- _Exercise objective_
Each line from the beginning of the data below through the line containing "fn fast_config() ->" should be repeated exactly, please.

━━━ Extracted entries

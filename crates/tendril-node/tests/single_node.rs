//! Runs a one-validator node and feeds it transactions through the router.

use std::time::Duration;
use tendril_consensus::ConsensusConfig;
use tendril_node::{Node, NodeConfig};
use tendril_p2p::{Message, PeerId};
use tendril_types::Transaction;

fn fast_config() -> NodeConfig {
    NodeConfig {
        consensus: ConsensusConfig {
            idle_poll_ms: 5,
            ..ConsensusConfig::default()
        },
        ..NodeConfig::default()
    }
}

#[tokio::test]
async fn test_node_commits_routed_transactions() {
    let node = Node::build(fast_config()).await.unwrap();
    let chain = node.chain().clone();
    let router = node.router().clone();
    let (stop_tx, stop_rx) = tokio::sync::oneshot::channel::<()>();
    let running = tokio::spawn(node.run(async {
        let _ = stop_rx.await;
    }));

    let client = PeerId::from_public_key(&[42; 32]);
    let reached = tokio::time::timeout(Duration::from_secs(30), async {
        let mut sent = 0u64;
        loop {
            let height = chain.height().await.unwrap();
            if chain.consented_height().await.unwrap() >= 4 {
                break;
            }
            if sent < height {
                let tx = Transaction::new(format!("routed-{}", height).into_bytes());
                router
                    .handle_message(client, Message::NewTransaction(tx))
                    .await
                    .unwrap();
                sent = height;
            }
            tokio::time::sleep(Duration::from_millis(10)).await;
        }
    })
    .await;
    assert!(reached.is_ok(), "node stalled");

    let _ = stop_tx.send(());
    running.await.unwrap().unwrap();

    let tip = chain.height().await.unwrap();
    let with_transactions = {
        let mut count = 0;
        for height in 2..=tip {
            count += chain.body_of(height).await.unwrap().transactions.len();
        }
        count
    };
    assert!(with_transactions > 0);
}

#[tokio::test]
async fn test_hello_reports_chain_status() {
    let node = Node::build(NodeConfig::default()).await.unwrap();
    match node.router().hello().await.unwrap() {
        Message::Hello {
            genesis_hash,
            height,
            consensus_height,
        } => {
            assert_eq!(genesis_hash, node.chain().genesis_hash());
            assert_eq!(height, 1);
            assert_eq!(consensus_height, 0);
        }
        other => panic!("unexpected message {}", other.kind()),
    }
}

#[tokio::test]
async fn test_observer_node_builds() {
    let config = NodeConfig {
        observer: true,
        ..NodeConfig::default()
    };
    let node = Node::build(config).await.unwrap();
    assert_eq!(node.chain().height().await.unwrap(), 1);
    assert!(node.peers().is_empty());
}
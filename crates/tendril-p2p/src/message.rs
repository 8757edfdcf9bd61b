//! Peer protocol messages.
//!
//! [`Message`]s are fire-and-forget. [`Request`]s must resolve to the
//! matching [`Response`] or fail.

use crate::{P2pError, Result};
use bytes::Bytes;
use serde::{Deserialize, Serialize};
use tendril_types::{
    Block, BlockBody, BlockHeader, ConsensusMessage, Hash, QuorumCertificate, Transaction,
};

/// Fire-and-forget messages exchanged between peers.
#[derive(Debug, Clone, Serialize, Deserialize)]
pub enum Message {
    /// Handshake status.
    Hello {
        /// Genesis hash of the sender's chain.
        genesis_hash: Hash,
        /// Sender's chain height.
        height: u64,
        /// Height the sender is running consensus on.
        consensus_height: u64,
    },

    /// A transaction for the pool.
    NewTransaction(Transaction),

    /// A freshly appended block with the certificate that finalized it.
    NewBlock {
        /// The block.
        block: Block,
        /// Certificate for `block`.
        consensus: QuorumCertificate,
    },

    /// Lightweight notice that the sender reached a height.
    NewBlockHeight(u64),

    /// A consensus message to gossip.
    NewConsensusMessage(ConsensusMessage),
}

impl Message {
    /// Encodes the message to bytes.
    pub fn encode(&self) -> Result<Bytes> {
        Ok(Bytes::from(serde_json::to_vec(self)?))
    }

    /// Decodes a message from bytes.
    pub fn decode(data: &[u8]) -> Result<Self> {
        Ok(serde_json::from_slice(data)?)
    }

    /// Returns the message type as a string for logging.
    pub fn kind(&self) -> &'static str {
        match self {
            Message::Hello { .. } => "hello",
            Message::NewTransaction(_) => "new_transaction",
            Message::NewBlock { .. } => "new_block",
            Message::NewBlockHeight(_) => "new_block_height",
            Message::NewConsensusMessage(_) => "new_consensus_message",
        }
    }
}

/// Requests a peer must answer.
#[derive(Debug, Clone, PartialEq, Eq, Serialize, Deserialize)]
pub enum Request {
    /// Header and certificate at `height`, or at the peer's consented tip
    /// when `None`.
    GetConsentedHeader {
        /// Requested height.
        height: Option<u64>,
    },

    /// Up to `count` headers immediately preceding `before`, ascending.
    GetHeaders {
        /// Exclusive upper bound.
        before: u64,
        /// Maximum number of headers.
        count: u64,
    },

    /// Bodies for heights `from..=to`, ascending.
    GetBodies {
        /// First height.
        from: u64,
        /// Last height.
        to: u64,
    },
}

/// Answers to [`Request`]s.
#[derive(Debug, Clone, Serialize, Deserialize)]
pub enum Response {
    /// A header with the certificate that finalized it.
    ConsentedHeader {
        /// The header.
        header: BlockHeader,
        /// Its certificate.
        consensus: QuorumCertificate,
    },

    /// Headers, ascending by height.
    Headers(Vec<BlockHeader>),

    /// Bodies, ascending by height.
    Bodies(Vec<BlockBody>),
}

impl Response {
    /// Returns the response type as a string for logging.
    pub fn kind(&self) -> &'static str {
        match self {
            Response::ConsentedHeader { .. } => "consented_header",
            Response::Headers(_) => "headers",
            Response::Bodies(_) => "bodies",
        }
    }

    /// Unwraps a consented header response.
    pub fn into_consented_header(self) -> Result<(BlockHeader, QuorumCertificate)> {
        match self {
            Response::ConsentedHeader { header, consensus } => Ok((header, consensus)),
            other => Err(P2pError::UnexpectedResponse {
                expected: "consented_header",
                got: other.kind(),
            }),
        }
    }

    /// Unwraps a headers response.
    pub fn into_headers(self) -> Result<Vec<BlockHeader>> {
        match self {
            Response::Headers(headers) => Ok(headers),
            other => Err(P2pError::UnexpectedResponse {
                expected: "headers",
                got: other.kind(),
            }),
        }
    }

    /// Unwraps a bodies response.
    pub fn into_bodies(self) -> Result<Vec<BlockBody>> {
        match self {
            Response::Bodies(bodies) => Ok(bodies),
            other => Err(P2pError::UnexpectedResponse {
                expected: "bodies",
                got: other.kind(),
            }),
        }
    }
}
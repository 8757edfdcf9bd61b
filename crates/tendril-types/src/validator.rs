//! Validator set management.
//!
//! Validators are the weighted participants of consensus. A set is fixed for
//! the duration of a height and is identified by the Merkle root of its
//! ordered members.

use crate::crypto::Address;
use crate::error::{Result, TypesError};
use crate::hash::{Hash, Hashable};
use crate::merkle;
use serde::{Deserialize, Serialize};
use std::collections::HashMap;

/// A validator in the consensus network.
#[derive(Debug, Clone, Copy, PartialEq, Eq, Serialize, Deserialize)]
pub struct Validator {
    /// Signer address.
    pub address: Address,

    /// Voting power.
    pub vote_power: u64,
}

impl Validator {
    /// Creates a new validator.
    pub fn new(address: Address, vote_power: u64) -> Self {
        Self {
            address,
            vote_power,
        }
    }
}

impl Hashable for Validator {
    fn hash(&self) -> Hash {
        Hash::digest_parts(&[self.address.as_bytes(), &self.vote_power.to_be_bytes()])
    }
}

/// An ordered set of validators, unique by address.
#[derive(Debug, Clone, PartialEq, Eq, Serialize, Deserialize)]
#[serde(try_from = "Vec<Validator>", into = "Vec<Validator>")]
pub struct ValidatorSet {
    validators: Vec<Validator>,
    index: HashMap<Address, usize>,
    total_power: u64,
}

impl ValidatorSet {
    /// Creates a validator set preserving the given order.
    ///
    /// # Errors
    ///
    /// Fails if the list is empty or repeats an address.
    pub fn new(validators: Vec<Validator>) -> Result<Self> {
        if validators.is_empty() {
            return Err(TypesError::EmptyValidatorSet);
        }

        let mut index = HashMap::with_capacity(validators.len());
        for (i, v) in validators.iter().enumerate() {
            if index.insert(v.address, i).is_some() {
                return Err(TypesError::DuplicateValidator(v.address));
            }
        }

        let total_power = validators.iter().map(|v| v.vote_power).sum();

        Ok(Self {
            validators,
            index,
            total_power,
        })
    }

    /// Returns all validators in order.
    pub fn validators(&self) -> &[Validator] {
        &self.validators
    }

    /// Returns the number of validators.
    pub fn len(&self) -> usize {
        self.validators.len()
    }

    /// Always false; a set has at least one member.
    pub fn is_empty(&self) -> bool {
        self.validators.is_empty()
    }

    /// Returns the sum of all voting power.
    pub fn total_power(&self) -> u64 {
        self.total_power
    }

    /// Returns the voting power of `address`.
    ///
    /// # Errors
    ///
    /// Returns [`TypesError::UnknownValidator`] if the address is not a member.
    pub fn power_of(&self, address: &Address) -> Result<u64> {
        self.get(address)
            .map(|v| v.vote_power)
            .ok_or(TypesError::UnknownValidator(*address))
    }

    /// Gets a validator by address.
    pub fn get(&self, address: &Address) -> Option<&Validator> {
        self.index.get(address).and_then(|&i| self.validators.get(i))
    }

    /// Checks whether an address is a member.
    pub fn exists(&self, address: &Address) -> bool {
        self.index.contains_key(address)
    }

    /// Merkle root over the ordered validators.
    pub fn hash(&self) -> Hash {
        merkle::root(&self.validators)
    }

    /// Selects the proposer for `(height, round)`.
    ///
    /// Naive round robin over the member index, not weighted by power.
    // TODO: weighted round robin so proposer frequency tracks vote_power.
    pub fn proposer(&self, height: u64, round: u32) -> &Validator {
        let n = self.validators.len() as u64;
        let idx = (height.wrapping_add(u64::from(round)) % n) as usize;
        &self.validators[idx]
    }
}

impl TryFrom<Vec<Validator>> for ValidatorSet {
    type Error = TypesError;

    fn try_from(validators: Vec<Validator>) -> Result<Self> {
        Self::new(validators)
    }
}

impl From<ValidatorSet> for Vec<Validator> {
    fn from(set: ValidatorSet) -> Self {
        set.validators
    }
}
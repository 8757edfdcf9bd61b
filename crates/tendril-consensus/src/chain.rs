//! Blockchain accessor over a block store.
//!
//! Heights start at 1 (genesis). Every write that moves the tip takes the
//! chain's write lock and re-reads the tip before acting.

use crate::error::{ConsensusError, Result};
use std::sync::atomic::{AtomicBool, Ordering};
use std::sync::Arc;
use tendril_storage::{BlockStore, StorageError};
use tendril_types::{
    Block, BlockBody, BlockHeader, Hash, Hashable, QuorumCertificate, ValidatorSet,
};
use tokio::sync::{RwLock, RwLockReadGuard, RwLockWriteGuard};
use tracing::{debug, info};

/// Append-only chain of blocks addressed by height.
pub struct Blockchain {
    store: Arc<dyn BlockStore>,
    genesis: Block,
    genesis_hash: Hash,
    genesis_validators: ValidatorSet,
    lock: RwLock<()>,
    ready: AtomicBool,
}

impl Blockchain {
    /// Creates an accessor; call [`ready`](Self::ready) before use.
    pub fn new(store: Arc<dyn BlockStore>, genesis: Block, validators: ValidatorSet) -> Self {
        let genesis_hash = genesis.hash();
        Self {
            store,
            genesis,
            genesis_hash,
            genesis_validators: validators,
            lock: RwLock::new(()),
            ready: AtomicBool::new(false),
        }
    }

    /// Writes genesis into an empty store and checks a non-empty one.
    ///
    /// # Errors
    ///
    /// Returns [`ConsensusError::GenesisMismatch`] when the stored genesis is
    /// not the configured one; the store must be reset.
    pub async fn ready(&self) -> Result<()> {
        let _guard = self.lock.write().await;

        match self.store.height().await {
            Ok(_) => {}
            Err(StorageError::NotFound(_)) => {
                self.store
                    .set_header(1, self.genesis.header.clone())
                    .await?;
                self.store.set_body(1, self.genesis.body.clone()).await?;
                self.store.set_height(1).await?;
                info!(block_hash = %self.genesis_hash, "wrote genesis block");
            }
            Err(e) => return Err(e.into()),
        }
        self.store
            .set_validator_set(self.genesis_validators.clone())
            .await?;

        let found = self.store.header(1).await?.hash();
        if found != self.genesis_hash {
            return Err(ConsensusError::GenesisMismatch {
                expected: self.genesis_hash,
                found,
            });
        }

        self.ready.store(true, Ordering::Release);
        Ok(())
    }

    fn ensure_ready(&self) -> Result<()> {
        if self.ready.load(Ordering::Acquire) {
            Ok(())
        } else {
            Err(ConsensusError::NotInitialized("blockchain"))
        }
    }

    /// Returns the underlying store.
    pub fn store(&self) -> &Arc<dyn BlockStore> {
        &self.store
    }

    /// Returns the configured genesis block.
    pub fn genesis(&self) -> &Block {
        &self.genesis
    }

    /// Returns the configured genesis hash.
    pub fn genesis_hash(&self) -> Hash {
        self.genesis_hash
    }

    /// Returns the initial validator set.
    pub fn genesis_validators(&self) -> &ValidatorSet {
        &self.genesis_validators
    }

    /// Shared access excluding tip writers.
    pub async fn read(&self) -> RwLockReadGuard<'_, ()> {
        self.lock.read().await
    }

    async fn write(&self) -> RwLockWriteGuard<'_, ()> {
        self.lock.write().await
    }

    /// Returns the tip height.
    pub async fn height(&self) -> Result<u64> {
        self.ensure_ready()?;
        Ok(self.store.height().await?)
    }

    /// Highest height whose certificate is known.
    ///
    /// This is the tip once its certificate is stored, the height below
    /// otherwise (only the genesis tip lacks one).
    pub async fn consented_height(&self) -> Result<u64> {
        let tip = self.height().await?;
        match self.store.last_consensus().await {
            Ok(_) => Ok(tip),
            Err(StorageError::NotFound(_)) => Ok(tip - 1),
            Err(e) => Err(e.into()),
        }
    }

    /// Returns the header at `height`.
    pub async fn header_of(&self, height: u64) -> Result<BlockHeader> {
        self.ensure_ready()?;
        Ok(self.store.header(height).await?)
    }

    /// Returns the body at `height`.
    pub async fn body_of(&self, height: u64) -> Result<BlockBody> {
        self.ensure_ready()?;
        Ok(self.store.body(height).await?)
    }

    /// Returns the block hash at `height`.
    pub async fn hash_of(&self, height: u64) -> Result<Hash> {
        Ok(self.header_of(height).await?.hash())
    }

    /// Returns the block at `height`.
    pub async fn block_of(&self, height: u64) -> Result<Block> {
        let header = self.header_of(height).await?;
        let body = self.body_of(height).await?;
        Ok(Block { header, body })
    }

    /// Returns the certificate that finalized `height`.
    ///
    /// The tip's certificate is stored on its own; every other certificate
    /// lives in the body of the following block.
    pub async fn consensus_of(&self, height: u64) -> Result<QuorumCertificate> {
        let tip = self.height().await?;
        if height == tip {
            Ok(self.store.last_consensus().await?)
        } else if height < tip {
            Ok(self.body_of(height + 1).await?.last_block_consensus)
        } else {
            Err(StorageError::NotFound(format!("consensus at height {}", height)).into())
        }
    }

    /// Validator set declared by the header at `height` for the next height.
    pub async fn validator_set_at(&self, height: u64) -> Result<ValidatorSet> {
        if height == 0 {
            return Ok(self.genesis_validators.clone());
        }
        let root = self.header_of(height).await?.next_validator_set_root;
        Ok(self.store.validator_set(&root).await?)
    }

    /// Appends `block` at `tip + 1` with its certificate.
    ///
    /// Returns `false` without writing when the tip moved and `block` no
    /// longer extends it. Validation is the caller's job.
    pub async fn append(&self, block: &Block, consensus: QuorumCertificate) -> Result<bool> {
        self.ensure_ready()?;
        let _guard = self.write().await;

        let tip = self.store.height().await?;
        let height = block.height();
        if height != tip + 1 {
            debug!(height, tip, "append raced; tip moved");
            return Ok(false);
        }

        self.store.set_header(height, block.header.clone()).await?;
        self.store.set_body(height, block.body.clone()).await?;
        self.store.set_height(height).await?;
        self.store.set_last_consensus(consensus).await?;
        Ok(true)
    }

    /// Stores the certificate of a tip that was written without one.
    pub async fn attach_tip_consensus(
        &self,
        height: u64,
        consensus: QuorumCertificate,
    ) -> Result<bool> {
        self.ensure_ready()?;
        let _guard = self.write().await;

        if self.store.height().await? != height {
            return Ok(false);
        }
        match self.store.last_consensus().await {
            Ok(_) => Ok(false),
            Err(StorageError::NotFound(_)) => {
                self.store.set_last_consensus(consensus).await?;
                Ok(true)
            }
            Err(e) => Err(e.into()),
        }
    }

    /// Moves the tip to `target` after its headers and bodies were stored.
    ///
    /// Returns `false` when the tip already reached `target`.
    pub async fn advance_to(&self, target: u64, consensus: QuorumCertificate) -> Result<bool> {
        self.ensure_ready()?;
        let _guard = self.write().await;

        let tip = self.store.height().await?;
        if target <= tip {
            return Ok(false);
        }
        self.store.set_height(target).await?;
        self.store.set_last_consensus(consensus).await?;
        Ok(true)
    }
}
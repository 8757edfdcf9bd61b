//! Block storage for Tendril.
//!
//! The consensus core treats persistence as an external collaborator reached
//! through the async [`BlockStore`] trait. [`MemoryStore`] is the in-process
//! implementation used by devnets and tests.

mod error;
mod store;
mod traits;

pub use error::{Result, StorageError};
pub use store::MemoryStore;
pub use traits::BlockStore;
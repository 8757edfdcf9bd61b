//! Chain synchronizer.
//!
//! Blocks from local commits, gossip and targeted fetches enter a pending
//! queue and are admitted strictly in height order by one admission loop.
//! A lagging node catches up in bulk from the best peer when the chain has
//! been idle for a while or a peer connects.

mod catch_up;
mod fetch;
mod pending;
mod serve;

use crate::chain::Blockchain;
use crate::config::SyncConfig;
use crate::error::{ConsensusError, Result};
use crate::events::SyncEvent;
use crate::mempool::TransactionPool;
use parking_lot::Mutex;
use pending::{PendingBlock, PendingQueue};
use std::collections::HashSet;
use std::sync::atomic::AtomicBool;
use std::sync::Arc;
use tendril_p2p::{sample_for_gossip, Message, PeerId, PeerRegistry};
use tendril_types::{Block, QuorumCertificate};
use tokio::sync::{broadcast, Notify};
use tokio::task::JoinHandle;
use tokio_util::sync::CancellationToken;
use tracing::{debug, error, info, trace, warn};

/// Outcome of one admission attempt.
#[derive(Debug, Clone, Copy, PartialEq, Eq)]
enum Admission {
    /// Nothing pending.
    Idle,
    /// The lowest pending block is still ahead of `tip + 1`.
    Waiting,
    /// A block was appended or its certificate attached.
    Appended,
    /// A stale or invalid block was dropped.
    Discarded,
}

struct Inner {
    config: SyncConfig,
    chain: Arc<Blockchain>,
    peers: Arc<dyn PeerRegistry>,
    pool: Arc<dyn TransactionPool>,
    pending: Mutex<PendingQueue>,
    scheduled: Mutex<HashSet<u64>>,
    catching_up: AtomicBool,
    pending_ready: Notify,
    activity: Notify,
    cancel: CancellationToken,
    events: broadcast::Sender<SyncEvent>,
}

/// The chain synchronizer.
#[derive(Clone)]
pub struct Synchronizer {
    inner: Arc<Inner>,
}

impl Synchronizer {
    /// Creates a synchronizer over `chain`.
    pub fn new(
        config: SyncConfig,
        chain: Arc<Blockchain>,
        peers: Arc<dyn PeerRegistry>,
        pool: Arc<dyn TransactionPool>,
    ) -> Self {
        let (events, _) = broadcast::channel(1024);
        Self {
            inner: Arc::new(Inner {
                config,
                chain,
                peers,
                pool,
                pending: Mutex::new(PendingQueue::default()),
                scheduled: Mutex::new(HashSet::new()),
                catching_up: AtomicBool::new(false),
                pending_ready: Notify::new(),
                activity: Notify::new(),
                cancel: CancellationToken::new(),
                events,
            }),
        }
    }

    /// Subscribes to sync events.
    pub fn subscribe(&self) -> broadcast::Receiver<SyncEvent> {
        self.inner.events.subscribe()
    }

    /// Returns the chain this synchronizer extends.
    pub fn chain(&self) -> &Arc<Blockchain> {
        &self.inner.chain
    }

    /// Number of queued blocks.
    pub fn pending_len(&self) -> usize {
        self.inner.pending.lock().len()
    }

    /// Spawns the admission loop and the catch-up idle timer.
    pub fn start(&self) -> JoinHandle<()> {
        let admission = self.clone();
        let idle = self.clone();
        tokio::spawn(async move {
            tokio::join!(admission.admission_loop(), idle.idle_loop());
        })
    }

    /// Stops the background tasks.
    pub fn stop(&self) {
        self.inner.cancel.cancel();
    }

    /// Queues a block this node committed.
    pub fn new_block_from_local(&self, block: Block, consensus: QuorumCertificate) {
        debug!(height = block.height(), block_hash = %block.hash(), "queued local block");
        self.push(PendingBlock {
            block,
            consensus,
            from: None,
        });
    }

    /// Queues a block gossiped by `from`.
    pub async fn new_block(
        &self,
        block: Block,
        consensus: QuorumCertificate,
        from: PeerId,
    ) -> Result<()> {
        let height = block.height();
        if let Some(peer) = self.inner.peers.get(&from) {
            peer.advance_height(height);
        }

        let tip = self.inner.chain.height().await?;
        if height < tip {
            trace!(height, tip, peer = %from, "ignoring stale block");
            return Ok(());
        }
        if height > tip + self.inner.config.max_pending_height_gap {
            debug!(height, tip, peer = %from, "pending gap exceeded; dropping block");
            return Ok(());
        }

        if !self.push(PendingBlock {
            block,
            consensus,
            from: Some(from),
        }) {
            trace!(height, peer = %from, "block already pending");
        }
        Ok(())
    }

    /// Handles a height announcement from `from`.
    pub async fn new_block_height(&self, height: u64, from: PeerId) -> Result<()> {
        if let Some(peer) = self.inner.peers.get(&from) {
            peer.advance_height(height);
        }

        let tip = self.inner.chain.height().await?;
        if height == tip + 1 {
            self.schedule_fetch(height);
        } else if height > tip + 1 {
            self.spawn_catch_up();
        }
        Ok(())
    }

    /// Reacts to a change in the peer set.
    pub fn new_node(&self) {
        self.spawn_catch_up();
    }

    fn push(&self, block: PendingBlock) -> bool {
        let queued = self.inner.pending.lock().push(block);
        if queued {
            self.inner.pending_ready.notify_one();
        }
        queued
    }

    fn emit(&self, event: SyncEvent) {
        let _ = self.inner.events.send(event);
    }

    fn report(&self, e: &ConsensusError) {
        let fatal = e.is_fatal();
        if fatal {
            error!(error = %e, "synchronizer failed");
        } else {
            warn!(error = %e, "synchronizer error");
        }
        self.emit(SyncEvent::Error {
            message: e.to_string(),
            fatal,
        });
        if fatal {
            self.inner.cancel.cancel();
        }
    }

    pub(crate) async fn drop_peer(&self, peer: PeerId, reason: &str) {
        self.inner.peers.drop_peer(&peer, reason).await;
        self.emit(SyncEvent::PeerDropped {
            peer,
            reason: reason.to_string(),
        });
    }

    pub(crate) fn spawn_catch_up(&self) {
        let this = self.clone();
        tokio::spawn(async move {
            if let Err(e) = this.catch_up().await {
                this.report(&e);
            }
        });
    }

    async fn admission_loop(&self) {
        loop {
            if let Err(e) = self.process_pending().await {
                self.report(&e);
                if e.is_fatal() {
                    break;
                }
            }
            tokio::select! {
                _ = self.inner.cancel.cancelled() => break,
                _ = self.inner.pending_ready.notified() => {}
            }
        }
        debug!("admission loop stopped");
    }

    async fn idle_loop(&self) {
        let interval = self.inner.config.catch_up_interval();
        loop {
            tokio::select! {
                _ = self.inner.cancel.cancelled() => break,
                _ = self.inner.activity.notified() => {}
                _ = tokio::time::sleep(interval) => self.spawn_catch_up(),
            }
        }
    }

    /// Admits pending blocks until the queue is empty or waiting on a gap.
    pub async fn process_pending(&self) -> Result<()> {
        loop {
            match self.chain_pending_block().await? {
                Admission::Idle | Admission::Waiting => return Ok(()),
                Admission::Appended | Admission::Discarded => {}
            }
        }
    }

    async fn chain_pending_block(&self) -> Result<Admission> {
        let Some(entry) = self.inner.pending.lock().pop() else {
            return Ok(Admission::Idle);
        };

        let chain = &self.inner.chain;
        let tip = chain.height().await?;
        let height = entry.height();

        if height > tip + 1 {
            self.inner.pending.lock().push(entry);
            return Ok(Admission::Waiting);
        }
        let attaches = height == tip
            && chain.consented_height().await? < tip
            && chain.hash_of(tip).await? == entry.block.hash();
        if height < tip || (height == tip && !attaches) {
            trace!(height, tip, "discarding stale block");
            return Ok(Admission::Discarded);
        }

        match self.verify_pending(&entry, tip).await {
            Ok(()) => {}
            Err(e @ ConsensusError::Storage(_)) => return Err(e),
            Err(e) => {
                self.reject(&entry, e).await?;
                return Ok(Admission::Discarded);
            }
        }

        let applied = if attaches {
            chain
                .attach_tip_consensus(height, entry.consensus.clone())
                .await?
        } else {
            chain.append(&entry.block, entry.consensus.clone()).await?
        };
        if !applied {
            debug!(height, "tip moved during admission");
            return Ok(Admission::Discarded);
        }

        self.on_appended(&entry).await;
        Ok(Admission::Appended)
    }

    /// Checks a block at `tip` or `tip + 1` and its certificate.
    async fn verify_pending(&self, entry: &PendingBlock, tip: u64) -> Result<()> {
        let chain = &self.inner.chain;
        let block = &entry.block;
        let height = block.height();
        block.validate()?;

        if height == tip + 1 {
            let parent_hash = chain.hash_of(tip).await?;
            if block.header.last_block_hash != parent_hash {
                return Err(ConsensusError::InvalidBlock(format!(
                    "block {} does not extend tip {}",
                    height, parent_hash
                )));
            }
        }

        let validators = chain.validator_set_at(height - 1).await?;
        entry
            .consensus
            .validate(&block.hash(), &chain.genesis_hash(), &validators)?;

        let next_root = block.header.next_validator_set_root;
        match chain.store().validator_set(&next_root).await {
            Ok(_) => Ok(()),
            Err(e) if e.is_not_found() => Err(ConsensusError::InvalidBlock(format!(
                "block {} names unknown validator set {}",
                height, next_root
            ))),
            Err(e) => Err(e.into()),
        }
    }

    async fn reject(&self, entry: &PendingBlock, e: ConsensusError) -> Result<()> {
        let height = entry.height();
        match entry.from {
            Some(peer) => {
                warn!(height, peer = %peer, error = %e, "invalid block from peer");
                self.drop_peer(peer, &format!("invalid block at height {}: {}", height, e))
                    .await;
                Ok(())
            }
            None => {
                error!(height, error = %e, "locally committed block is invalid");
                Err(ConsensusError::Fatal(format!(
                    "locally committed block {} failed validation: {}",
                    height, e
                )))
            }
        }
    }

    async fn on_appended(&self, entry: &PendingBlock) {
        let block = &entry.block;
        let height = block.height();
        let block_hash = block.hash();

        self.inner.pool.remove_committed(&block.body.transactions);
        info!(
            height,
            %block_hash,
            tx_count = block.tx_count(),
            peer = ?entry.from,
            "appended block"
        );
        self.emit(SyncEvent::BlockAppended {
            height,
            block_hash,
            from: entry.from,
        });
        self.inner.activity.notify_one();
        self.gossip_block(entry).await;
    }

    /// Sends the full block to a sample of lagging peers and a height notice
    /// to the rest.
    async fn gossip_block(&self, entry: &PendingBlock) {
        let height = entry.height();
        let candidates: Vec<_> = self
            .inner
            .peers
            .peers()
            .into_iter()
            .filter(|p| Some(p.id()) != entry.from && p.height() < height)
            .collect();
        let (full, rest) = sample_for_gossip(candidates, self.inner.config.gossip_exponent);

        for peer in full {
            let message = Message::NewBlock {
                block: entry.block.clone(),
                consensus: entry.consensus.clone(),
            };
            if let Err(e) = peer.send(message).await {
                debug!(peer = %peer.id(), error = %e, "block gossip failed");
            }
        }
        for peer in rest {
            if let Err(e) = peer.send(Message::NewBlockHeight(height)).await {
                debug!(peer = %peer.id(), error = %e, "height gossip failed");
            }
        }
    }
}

━━━━━━

- _Response area_
filename crates/tendril-node/tests/single_node.rs
//! Runs a one-validator node and feeds it transactions through the router.

use std::time::Duration;
use tendril_consensus::ConsensusConfig;
use tendril_node::{Node, NodeConfig};
use tendril_p2p::{Message, PeerId};
use tendril_types::Transaction;

fn fast_config() -> NodeConfig {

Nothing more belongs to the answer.